By that statement the Court of Appeals has enacted what has always been the law, that the element of contributory negligence, or at least the plaintiff’s freedom from it, is an integral part of the substantive law in any case involving that as an issue.
Now, the statute to which reference is made (Laws' of 1935, chap. 796) relates, not to the method of proving or disproving the presence or absence of such contributory negligence on the part of the plaintiff’s parents, but in effect it is held that whether proven or not it is no bar to recovery. What that statute has done is to amend the common law by removing in one class of cases such as this, an essential element necessary to the substantive proof on the part of the plaintiff. Such a statute is far from being remedial. It relieves the plaintiff of the necessity of establishing what was formerly a sine qua non of his substantive proof.
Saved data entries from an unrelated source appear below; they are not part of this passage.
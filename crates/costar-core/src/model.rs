//! Graph entities: people, media items and the mirrored links between them.
//!
//! A connection between a [`Person`] and a [`Media`] is stored twice: once as
//! a [`MediaLink`] in the person's `media` map and once as a [`PersonLink`] in
//! the media's `people` map. Both halves carry a denormalized copy of the
//! peer's display fields so traversal never needs a second lookup to render a
//! node. [`crate::store::GraphStore`] is the only writer and keeps the two
//! halves in lockstep.
//!
//! Link maps are `BTreeMap`s so iteration order, and therefore which of
//! several equally short paths a search reports, is stable across runs.

use std::collections::BTreeMap;
use std::fmt;
use std::str::FromStr;

use serde::{Deserialize, Serialize};

// ---------------------------------------------------------------------------
// MediaKind
// ---------------------------------------------------------------------------

/// What sort of media item a [`Media`] is.
#[derive(Debug, Clone, Copy, Default, PartialEq, Eq, Hash, Serialize, Deserialize)]
pub enum MediaKind {
    Movie,
    Series,
    Album,
    #[default]
    Unknown,
}

impl MediaKind {
    /// Map a catalog item type onto a media kind.
    ///
    /// Matching is case-insensitive. `MusicAlbum` and `Album` both map to
    /// [`MediaKind::Album`]; anything unrecognised is [`MediaKind::Unknown`].
    #[must_use]
    pub fn from_item_type(item_type: &str) -> Self {
        match item_type.trim().to_ascii_lowercase().as_str() {
            "movie" => Self::Movie,
            "series" => Self::Series,
            "musicalbum" | "album" => Self::Album,
            _ => Self::Unknown,
        }
    }

    #[must_use]
    pub const fn as_str(self) -> &'static str {
        match self {
            Self::Movie => "Movie",
            Self::Series => "Series",
            Self::Album => "Album",
            Self::Unknown => "Unknown",
        }
    }
}

impl fmt::Display for MediaKind {
    fn fmt(&self, f: &mut fmt::Formatter<'_>) -> fmt::Result {
        f.write_str(self.as_str())
    }
}

impl FromStr for MediaKind {
    type Err = std::convert::Infallible;

    fn from_str(s: &str) -> Result<Self, Self::Err> {
        Ok(Self::from_item_type(s))
    }
}

// ---------------------------------------------------------------------------
// Links
// ---------------------------------------------------------------------------

/// A person's view of one media item they are credited on.
#[derive(Debug, Clone, PartialEq, Eq, Serialize, Deserialize)]
#[serde(rename_all = "camelCase")]
pub struct MediaLink {
    pub media_id: String,
    pub name: String,
    pub kind: MediaKind,
    pub role: String,
    #[serde(default, skip_serializing_if = "Option::is_none")]
    pub year: Option<i32>,
    #[serde(default, skip_serializing_if = "Option::is_none")]
    pub image: Option<String>,
}

/// A media item's view of one credited person.
#[derive(Debug, Clone, PartialEq, Eq, Serialize, Deserialize)]
#[serde(rename_all = "camelCase")]
pub struct PersonLink {
    pub person_id: String,
    pub name: String,
    pub role: String,
    #[serde(default, skip_serializing_if = "Option::is_none")]
    pub image: Option<String>,
}

// ---------------------------------------------------------------------------
// Entities
// ---------------------------------------------------------------------------

/// A credited person (actor, director, artist, ...).
#[derive(Debug, Clone, PartialEq, Eq, Serialize, Deserialize)]
#[serde(rename_all = "camelCase")]
pub struct Person {
    pub id: String,
    pub name: String,
    #[serde(default, skip_serializing_if = "Option::is_none")]
    pub image: Option<String>,
    /// Media this person is connected to, keyed by media id.
    #[serde(default)]
    pub media: BTreeMap<String, MediaLink>,
}

impl Person {
    /// Create a person with no connections.
    pub fn new(id: impl Into<String>, name: impl Into<String>) -> Self {
        Self {
            id: id.into(),
            name: name.into(),
            image: None,
            media: BTreeMap::new(),
        }
    }

    #[must_use]
    pub fn with_image(mut self, image: impl Into<String>) -> Self {
        self.image = Some(image.into());
        self
    }

    /// Number of media items this person is connected to.
    #[must_use]
    pub fn link_count(&self) -> usize {
        self.media.len()
    }
}

/// A media item (movie, series, album).
#[derive(Debug, Clone, PartialEq, Eq, Serialize, Deserialize)]
#[serde(rename_all = "camelCase")]
pub struct Media {
    pub id: String,
    pub name: String,
    #[serde(default)]
    pub kind: MediaKind,
    #[serde(default, skip_serializing_if = "Option::is_none")]
    pub year: Option<i32>,
    #[serde(default, skip_serializing_if = "Option::is_none")]
    pub image: Option<String>,
    /// People credited on this item, keyed by person id.
    #[serde(default)]
    pub people: BTreeMap<String, PersonLink>,
}

impl Media {
    /// Create a media item with no connections.
    pub fn new(id: impl Into<String>, name: impl Into<String>, kind: MediaKind) -> Self {
        Self {
            id: id.into(),
            name: name.into(),
            kind,
            year: None,
            image: None,
            people: BTreeMap::new(),
        }
    }

    #[must_use]
    pub const fn with_year(mut self, year: i32) -> Self {
        self.year = Some(year);
        self
    }

    #[must_use]
    pub fn with_image(mut self, image: impl Into<String>) -> Self {
        self.image = Some(image.into());
        self
    }
}

/// Lightweight listing row returned by people search and paging.
#[derive(Debug, Clone, PartialEq, Eq, Serialize)]
#[serde(rename_all = "camelCase")]
pub struct PersonSummary {
    pub id: String,
    pub name: String,
    #[serde(skip_serializing_if = "Option::is_none")]
    pub image: Option<String>,
    pub connection_count: usize,
}

impl From<&Person> for PersonSummary {
    fn from(person: &Person) -> Self {
        Self {
            id: person.id.clone(),
            name: person.name.clone(),
            image: person.image.clone(),
            connection_count: person.link_count(),
        }
    }
}

#[cfg(test)]
mod tests {
    use super::*;

    #[test]
    fn item_types_map_to_kinds() {
        assert_eq!(MediaKind::from_item_type("Movie"), MediaKind::Movie);
        assert_eq!(MediaKind::from_item_type("series"), MediaKind::Series);
        assert_eq!(MediaKind::from_item_type("MusicAlbum"), MediaKind::Album);
        assert_eq!(MediaKind::from_item_type("Album"), MediaKind::Album);
        assert_eq!(MediaKind::from_item_type("Episode"), MediaKind::Unknown);
        assert_eq!(MediaKind::from_item_type(""), MediaKind::Unknown);
    }

    #[test]
    fn person_serializes_with_camel_case_links() {
        let mut person = Person::new("p1", "Tom Hanks");
        person.media.insert(
            "m1".into(),
            MediaLink {
                media_id: "m1".into(),
                name: "Forrest Gump".into(),
                kind: MediaKind::Movie,
                role: "Actor".into(),
                year: Some(1994),
                image: None,
            },
        );

        let json = serde_json::to_value(&person).expect("serialize");
        assert_eq!(json["media"]["m1"]["mediaId"], "m1");
        assert_eq!(json["media"]["m1"]["kind"], "Movie");
        assert!(json["media"]["m1"].get("image").is_none());

        let back: Person = serde_json::from_value(json).expect("deserialize");
        assert_eq!(back, person);
    }

    #[test]
    fn summary_counts_links() {
        let mut person = Person::new("p1", "Tom Hanks");
        assert_eq!(PersonSummary::from(&person).connection_count, 0);
        person.media.insert(
            "m1".into(),
            MediaLink {
                media_id: "m1".into(),
                name: "Big".into(),
                kind: MediaKind::Movie,
                role: "Actor".into(),
                year: None,
                image: None,
            },
        );
        assert_eq!(PersonSummary::from(&person).connection_count, 1);
    }
}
The case of Sackheim v. Pigueron (supra), upon which reliance is placed by the plaintiffs, is not inconsistent with the position outlined by the court. There the particular statute (section 841-b of the Code of Civil Procedure) read as follows: “ Trial and burden of proof of contributory negligence. On the trial of any action to recover damages for causing death the contributory negligence of the person killed shall be a defense, to be pleaded and proven by the defendant.” That section had been enacted subsequent to the happening of the accident involved but before the trial of the action. It is plain to be seen that that section envisaged not any substantive change but a change in the mode of proof. The plaintiff was by no means relieved of the obligation of proving as a part of bis entire case his freedom from contributory negligence. As a matter of fact, if that were established by the defense the plaintiff’s case would entirely fall. All that that statute did was to shift the burden from the plaintiff to the defendant as to who should go forward with the evidence on that point. Clearly that was a remedial statute, not a substantive one.
While the sympathy of the court is extended to all persons in general who are injured, but particularly to infants who have suffered that misfortune, the hands of the court are tied by the jury’s verdict in this case. The motion is based on an alleged error in the court’s charge. Under this analysis that assignment of error is empty. Motion for reargument denied.